Outro dos temas que aproximam Santareno dos seus companheiros neo-realistas, sobretudo de Redol, vamos encontrá-lo na peça O Duelo (1961), no confronto entre campino e os senhores da terra, disfarçado aqui com a componente erótica, cara a Santareno, transportando nela o trágico das paixões entre classes, que Redol, com preclaro sentido dialéctico, inscreve no seu Barranco de Cegos.
Detectamos igualmente em Santareno, como de resto em grande parte da literatura portuguesa dos anos 1940/50, influências do neo-realismo norte-americano, nomeadamente de John Steinbeck, dos romances O Inverno do Nosso Descontentamento e Vinhas da Ira, este último terá influenciado Alves Redol no seu Vindima de Sangue, último título do Ciclo Port Wine; e Arthur Miller, com Morte de Um Caixeiro Viajante e As Bruxas de Salém, cujos contornos ideotemáticos, referenciais, ambientais, descortinamos igualmente na peça de Santareno O Crime de Aldeia Velha, embora me pareça o texto do autor de O Lugre, mais conseguida em termos de construção teatral, psicológica e na envolvente linguística (o excessivo barroco poético, que é timbre da obra dramática de Santareno, integram-se perfeitamente no febril telúrico do drama, na sua rudeza elementar, na persecução inquisidora), do que no discurso ritualizado, com laivos shakespirianos, do autor norte-americano. No entanto, o enfoque na violência inquisitorial e no fanatismo religioso permanecem como motor conflitual do trágico, em ambos os textos.
Tanto em Miller como em Santareno (Miller elaborou a sua peça seguindo a estética brechtiana; a de Santareno, mantém a divisão aristotélica) denotamos, face à violência que o texto descreve e a sua transposição para o corpo dos actores, alguma aderência às ideias de Antonin Artaud sobre o significado da verdade no teatro, e a criação transformadora do corpo do actor como «matéria viva» (Artaud, O Teatro e o seu Duplo,1964) capaz de nos transmitir a verdade substantiva que nele, teatro, possa haver, e a crueldade dessa revelação.
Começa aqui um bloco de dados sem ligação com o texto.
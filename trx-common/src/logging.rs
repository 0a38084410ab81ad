//! Log output for the `rx` and `tx` binaries

use tracing::level_filters::LevelFilter;
use tracing_subscriber::{EnvFilter, fmt};

/// Map a `-v` count to the default log level
///
/// 0 is warnings only; each `-v` adds one level up to `trace`, which
/// includes per-cycle markers.
pub fn level_for(verbosity: u8) -> LevelFilter {
    match verbosity {
        0 => LevelFilter::WARN,
        1 => LevelFilter::INFO,
        2 => LevelFilter::DEBUG,
        _ => LevelFilter::TRACE,
    }
}

/// Install the stderr subscriber
///
/// `RUST_LOG` takes precedence over the verbosity-derived level. Calling
/// this more than once is harmless; later calls are ignored.
pub fn init(verbosity: u8) {
    let filter = EnvFilter::builder()
        .with_default_directive(level_for(verbosity).into())
        .from_env_lossy();

    let _ = fmt()
        .with_env_filter(filter)
        .with_writer(std::io::stderr)
        .with_target(false)
        .try_init();
}
//! Datagram format for audio frames over UDP
//!
//! Every datagram carries exactly one encoded frame:
//!
//! ```text
//! +----------------+----------------+----------------+----------------+
//! |                  Sequence Number (4 bytes, BE)                    |
//! +----------------+----------------+----------------+----------------+
//! |              Encoded Payload (fixed size, codec-defined)          |
//! +----------------+----------------+----------------+----------------+
//! ```
//!
//! The payload size is fixed by the codec configuration, which both ends
//! must agree on. Any datagram of a different total length is malformed.
//! There is no version field and no checksum beyond UDP's own.

use crate::error::ProtocolError;

/// Size of the sequence number header in bytes
pub const SEQUENCE_BYTES: usize = 4;

/// Total datagram length for a given payload size
pub const fn datagram_len(payload_len: usize) -> usize {
    SEQUENCE_BYTES + payload_len
}

/// Write a datagram for `seq` and `payload` into `out`
///
/// `out` is cleared first so a single buffer can be reused every cycle.
pub fn encode_datagram(seq: u32, payload: &[u8], out: &mut Vec<u8>) {
    out.clear();
    out.reserve(datagram_len(payload.len()));
    out.extend_from_slice(&seq.to_be_bytes());
    out.extend_from_slice(payload);
}

/// Split a received datagram into sequence number and payload
///
/// # Returns
/// * `Ok((seq, payload))` - Datagram has exactly the expected length
/// * `Err(ProtocolError)` - Any other length
pub fn parse_datagram(bytes: &[u8], payload_len: usize) -> Result<(u32, &[u8]), ProtocolError> {
    let expected = datagram_len(payload_len);
    if bytes.len() != expected {
        return Err(ProtocolError::WrongLength {
            expected,
            actual: bytes.len(),
        });
    }

    let (header, payload) = bytes.split_at(SEQUENCE_BYTES);
    let seq = u32::from_be_bytes([header[0], header[1], header[2], header[3]]);

    Ok((seq, payload))
}
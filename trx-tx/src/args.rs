//! Command-line argument parsing

use std::path::PathBuf;

use clap::{ArgAction, Parser};
use trx_common::config::AudioConfig;
use trx_common::{
    DEFAULT_BITRATE_KBPS, DEFAULT_BUFFER_MS, DEFAULT_CHANNELS, DEFAULT_DEVICE, DEFAULT_FRAME,
    DEFAULT_PORT, DEFAULT_RATE, DEFAULT_REALTIME_PRIORITY, StartupError,
};

use crate::ptt::{DEFAULT_PTT_GPIO_PIN, DEFAULT_PTT_KEYCODE, PttConfig, PttSource};
use crate::transmit::{MutePolicy, TransmitConfig};

/// Capture audio and send it over UDP
#[derive(Parser, Debug)]
#[command(author, version, about, long_about = None)]
pub struct Args {
    /// Host to send to (name or address)
    pub host: String,

    /// Audio input device name
    #[arg(short = 'd', long, default_value = DEFAULT_DEVICE)]
    pub device: String,

    /// Audio device buffer time (milliseconds)
    #[arg(short = 'm', long = "buffer", default_value_t = DEFAULT_BUFFER_MS)]
    pub buffer_ms: u32,

    /// UDP port to send to
    #[arg(short = 'p', long, default_value_t = DEFAULT_PORT)]
    pub port: u16,

    /// Sample rate (Hz)
    #[arg(short = 'r', long, default_value_t = DEFAULT_RATE)]
    pub rate: u32,

    /// Number of channels
    #[arg(short = 'c', long, default_value_t = DEFAULT_CHANNELS)]
    pub channels: u16,

    /// Frame size (samples per channel)
    #[arg(short = 'f', long, default_value_t = DEFAULT_FRAME)]
    pub frame: usize,

    /// Codec bitrate (kbps)
    #[arg(short = 'b', long, default_value_t = DEFAULT_BITRATE_KBPS)]
    pub bitrate: u32,

    /// Realtime scheduling priority
    #[arg(long, default_value_t = DEFAULT_REALTIME_PRIORITY)]
    pub priority: i32,

    /// Gate transmission with a push-to-talk control
    #[arg(long, default_value = "false")]
    pub ptt: bool,

    /// Push-to-talk input kind
    #[arg(long = "ptt-source", value_enum, default_value_t = PttSource::Evdev)]
    pub ptt_source: PttSource,

    /// Push-to-talk event device, GPIO chip, or GPIO sysfs value file
    #[arg(long = "ptt-device")]
    pub ptt_device: Option<PathBuf>,

    /// Push-to-talk key code (evdev)
    #[arg(long = "ptt-key", default_value_t = DEFAULT_PTT_KEYCODE)]
    pub ptt_key: u16,

    /// Push-to-talk GPIO line offset (gpio) or exported line number (gpio-sysfs)
    #[arg(long = "ptt-gpio-pin", default_value_t = DEFAULT_PTT_GPIO_PIN)]
    pub ptt_gpio_pin: u32,

    /// What to send while push-to-talk is released
    #[arg(long = "mute-policy", value_enum, default_value_t = MutePolicy::Silence)]
    pub mute_policy: MutePolicy,

    /// Increase verbosity (repeat for more)
    #[arg(short = 'v', long = "verbose", action = ArgAction::Count)]
    pub verbose: u8,
}

// =============================================================================
// Transmitter Config
// =============================================================================

/// Validated transmitter configuration
#[derive(Debug, Clone, PartialEq, Eq)]
pub struct TxConfig {
    /// Device and codec parameters
    pub audio: AudioConfig,
    /// Remote host
    pub host: String,
    /// Remote port
    pub port: u16,
    /// Realtime scheduling priority for the transmit thread
    pub priority: i32,
    /// Behavior while PTT is released
    pub mute_policy: MutePolicy,
    /// PTT input, when gating is enabled
    pub ptt: Option<PttConfig>,
}

impl TxConfig {
    /// Parameters for the transmit path
    pub fn transmit(&self) -> TransmitConfig {
        TransmitConfig {
            payload_len: self.audio.payload_len(),
            frame: self.audio.frame,
            channels: self.audio.channels as usize,
            mute_policy: self.mute_policy,
        }
    }
}

impl TryFrom<Args> for TxConfig {
    type Error = StartupError;

    fn try_from(args: Args) -> Result<Self, Self::Error> {
        let audio = AudioConfig {
            device: args.device,
            buffer_ms: args.buffer_ms,
            rate: args.rate,
            channels: args.channels,
            frame: args.frame,
            bitrate_kbps: args.bitrate,
        };
        audio.validate()?;

        if args.host.is_empty() {
            return Err(StartupError::Config("host must not be empty".into()));
        }

        let ptt = args.ptt.then(|| PttConfig {
            source: args.ptt_source,
            device: args.ptt_device,
            keycode: args.ptt_key,
            gpio_pin: args.ptt_gpio_pin,
        });

        Ok(Self {
            audio,
            host: args.host,
            port: args.port,
            priority: args.priority,
            mute_policy: args.mute_policy,
            ptt,
        })
    }
}

#[cfg(test)]
mod tests {
    use super::*;

    fn parse(argv: &[&str]) -> Args {
        Args::try_parse_from(std::iter::once("tx").chain(argv.iter().copied())).unwrap()
    }

    #[test]
    fn test_defaults() {
        let config = TxConfig::try_from(parse(&["radio.local"])).unwrap();
        assert_eq!(config.host, "radio.local");
        assert_eq!(config.port, 1350);
        assert_eq!(config.audio, AudioConfig::default());
        assert_eq!(config.mute_policy, MutePolicy::Silence);
        assert!(config.ptt.is_none());
        assert_eq!(config.transmit().payload_len, 160);
    }

    #[test]
    fn test_host_required() {
        assert!(Args::try_parse_from(["tx"]).is_err());
    }

    #[test]
    fn test_ptt_options() {
        let args = parse(&[
            "10.0.0.2",
            "--ptt",
            "--ptt-source",
            "gpio",
            "--ptt-gpio-pin",
            "17",
            "--mute-policy",
            "skip",
        ]);
        let config = TxConfig::try_from(args).unwrap();

        assert_eq!(config.mute_policy, MutePolicy::Skip);
        let ptt = config.ptt.unwrap();
        assert_eq!(ptt.source, PttSource::Gpio);
        assert_eq!(ptt.gpio_pin, 17);
        assert_eq!(ptt.keycode, 29);
        assert!(ptt.device.is_none());
    }

    #[test]
    fn test_ptt_options_ignored_without_flag() {
        let config = TxConfig::try_from(parse(&["10.0.0.2", "--ptt-key", "57"])).unwrap();
        assert!(config.ptt.is_none());
    }

    #[test]
    fn test_invalid_audio_rejected() {
        let args = parse(&["10.0.0.2", "-f", "100"]);
        assert!(matches!(
            TxConfig::try_from(args),
            Err(StartupError::Config(_))
        ));
    }
}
Mesmo com toda a violência verbal, e a sua provável transposição física, que Santareno e Miller procuraram introduzir nos seus textos, ambos comungavam do método de «distanciação» de Brecht, reformulada por Meyerhold: era necessário criar mecanismos, cenográficos e interpretativos, que levassem o público a não se esquecer de que estava no teatro. A reposição, no teatro D. Maria II, em 1996, de O Crime de Aldeia Velha, numa encenação de Carlos Avilez, a cenografia de José Rodrigues e a música de Carlos Zíngaro, cumpriam, segundo Urbano Tavares Rodrigues, esse processo.
Bernardo Santareno foi nos seus primeiros textos dramáticos, influenciado - na linguagem, nos excessos temáticos, na estrutura dramática, no subjacente erótico -, pelo teatro de Federico García Lorca. De resto, os poetas da primeira vaga neo-realista, como Armindo Rodrigues, Manuel da Fonseca, algum Namora (Terra), foram igualmente influenciados pela imagética telúrica dos espaços, pelas componentes populares e pelo ritmo melódico e avassalador do verbo lorquiano.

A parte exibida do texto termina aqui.